═════ Extracted records ═════

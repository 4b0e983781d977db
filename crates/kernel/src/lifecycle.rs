use crate::net::{Peer, StreamReceiver};
use std::collections::HashMap;
use std::sync::atomic::{AtomicBool, AtomicU8, AtomicU64, Ordering};
use std::sync::{Arc, Mutex, PoisonError, RwLock};
use std::time::Duration;
use tokio::sync::watch;
use uuid::Uuid;
use worldsync_persist::DataNode;
use worldsync_sync::NetPointer;

/// Lifecycle phase of a world. Phases only ever move forward.
#[derive(Debug, Clone, Copy, PartialEq, Eq, PartialOrd, Ord, Hash)]
pub enum WorldPhase {
    Constructed,
    Initializing,
    Loading,
    Active,
    Disposing,
    Disposed,
}

impl WorldPhase {
    pub fn is_loading(self) -> bool {
        self < WorldPhase::Active
    }

    pub fn is_disposed(self) -> bool {
        self >= WorldPhase::Disposing
    }

    /// Loading finished, one way or the other.
    pub fn is_settled(self) -> bool {
        self >= WorldPhase::Active
    }
}

#[derive(Debug, Clone, Copy, PartialEq, Eq, Default, Hash)]
pub enum FocusLevel {
    #[default]
    Background,
    Focused,
    PrivateOverlay,
}

impl FocusLevel {
    fn to_u8(self) -> u8 {
        match self {
            FocusLevel::Background => 0,
            FocusLevel::Focused => 1,
            FocusLevel::PrivateOverlay => 2,
        }
    }

    fn from_u8(value: u8) -> Self {
        match value {
            1 => FocusLevel::Focused,
            2 => FocusLevel::PrivateOverlay,
            _ => FocusLevel::Background,
        }
    }
}

/// Parameters of a world's synchronous initialization.
#[derive(Debug, Clone, Copy, PartialEq, Eq, Default)]
pub struct WorldInit {
    /// The world takes part in a network session.
    pub networked: bool,
    /// The world joins an existing session instead of hosting one.
    pub remote_join: bool,
    /// The scene comes from loaded data rather than being built fresh.
    pub from_data: bool,
    /// The world is the user's private overlay.
    pub private: bool,
}

/// Notified whenever the focused world changes.
pub trait FocusObserver: Send + Sync {
    fn focus_changed(&self, _previous: Option<&Arc<WorldShared>>, _current: &Arc<WorldShared>) {}
}

impl FocusObserver for () {}

/// The part of a world visible to background tasks without locking its
/// object graph.
pub struct WorldShared {
    id: Uuid,
    init: WorldInit,
    phase: watch::Sender<WorldPhase>,
    focus: AtomicU8,
    name: RwLock<String>,
    session_id: RwLock<String>,
    load_message: Mutex<String>,
    scene_ready: AtomicBool,
    network_ready: AtomicBool,
    step_nanos: AtomicU64,
    receivers: RwLock<HashMap<NetPointer, Arc<dyn StreamReceiver>>>,
}

impl WorldShared {
    pub fn new(init: WorldInit) -> Self {
        let (phase, _) = watch::channel(WorldPhase::Constructed);
        Self {
            id: Uuid::new_v4(),
            init,
            phase,
            focus: AtomicU8::new(FocusLevel::Background.to_u8()),
            name: RwLock::new(String::new()),
            session_id: RwLock::new(String::new()),
            load_message: Mutex::new(String::new()),
            scene_ready: AtomicBool::new(false),
            network_ready: AtomicBool::new(false),
            step_nanos: AtomicU64::new(0),
            receivers: RwLock::new(HashMap::new()),
        }
    }

    /// Process-unique identity, for logs and lookups.
    pub fn id(&self) -> Uuid {
        self.id
    }

    pub fn init(&self) -> WorldInit {
        self.init
    }

    pub fn phase(&self) -> WorldPhase {
        *self.phase.borrow()
    }

    pub fn is_loading(&self) -> bool {
        self.phase().is_loading()
    }

    pub fn is_disposed(&self) -> bool {
        self.phase().is_disposed()
    }

    pub fn is_settled(&self) -> bool {
        self.phase().is_settled()
    }

    /// Move to a later phase. Returns false, changing nothing, when the world
    /// is already at or past `to`.
    pub fn advance(&self, to: WorldPhase) -> bool {
        let moved = self.phase.send_if_modified(|phase| {
            if *phase >= to {
                return false;
            }
            *phase = to;
            true
        });
        if moved {
            tracing::debug!(world = %self.id, phase = ?to, "world phase changed");
        }
        moved
    }

    pub fn subscribe(&self) -> watch::Receiver<WorldPhase> {
        self.phase.subscribe()
    }

    /// Wait until the world is active or disposed.
    pub async fn settled(&self) -> WorldPhase {
        let mut rx = self.subscribe();
        match rx.wait_for(|phase| phase.is_settled()).await {
            Ok(phase) => *phase,
            Err(_) => self.phase(),
        }
    }

    pub fn mark_scene_ready(&self) {
        self.scene_ready.store(true, Ordering::Release);
        self.try_activate();
    }

    pub fn mark_network_ready(&self) {
        self.network_ready.store(true, Ordering::Release);
        self.try_activate();
    }

    /// Clear the loading flag once the scene and, for networked worlds, the
    /// handshake are both done.
    pub(crate) fn try_activate(&self) {
        if self.phase() != WorldPhase::Loading {
            return;
        }
        let scene = self.scene_ready.load(Ordering::Acquire);
        let network = !self.init.networked || self.network_ready.load(Ordering::Acquire);
        if scene && network && self.advance(WorldPhase::Active) {
            tracing::info!(world = %self.name(), "world loaded");
        }
    }

    pub fn focus(&self) -> FocusLevel {
        FocusLevel::from_u8(self.focus.load(Ordering::Acquire))
    }

    /// Returns false when the world is disposed and the focus was left alone.
    pub fn set_focus(&self, level: FocusLevel) -> bool {
        if self.is_disposed() {
            return false;
        }
        self.focus.store(level.to_u8(), Ordering::Release);
        true
    }

    pub fn name(&self) -> String {
        self.name.read().unwrap_or_else(PoisonError::into_inner).clone()
    }

    pub(crate) fn set_name(&self, name: &str) {
        *self.name.write().unwrap_or_else(PoisonError::into_inner) = name.to_owned();
    }

    pub fn session_id(&self) -> String {
        self.session_id
            .read()
            .unwrap_or_else(PoisonError::into_inner)
            .clone()
    }

    pub(crate) fn set_session_id(&self, id: &str) {
        *self.session_id.write().unwrap_or_else(PoisonError::into_inner) = id.to_owned();
    }

    pub fn load_message(&self) -> String {
        self.load_message
            .lock()
            .unwrap_or_else(PoisonError::into_inner)
            .clone()
    }

    pub fn set_load_message(&self, message: impl Into<String>) {
        *self.load_message.lock().unwrap_or_else(PoisonError::into_inner) = message.into();
    }

    /// Duration of the world's last step.
    pub fn step_time(&self) -> Duration {
        Duration::from_nanos(self.step_nanos.load(Ordering::Relaxed))
    }

    pub(crate) fn set_step_time(&self, elapsed: Duration) {
        let nanos = u64::try_from(elapsed.as_nanos()).unwrap_or(u64::MAX);
        self.step_nanos.store(nanos, Ordering::Relaxed);
    }

    pub fn register_receiver(&self, pointer: NetPointer, receiver: Arc<dyn StreamReceiver>) {
        self.receivers
            .write()
            .unwrap_or_else(PoisonError::into_inner)
            .insert(pointer, receiver);
    }

    pub fn unregister_receiver(&self, pointer: NetPointer) {
        self.receivers
            .write()
            .unwrap_or_else(PoisonError::into_inner)
            .remove(&pointer);
    }

    pub(crate) fn clear_receivers(&self) {
        self.receivers
            .write()
            .unwrap_or_else(PoisonError::into_inner)
            .clear();
    }

    /// Route a network payload to the stream registered under `pointer`.
    /// Returns false when nothing received it.
    pub fn deliver(&self, sender: &Peer, pointer: NetPointer, payload: DataNode) -> bool {
        if self.is_disposed() {
            return false;
        }
        let receiver = self
            .receivers
            .read()
            .unwrap_or_else(PoisonError::into_inner)
            .get(&pointer)
            .cloned();
        match receiver {
            Some(receiver) => {
                receiver.receive(sender, payload);
                true
            }
            None => {
                tracing::trace!(world = %self.id, %pointer, "no stream receiver for payload");
                false
            }
        }
    }
}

═════

Look through the entries above and say how many lines contain "payload", giving nothing but the number.

4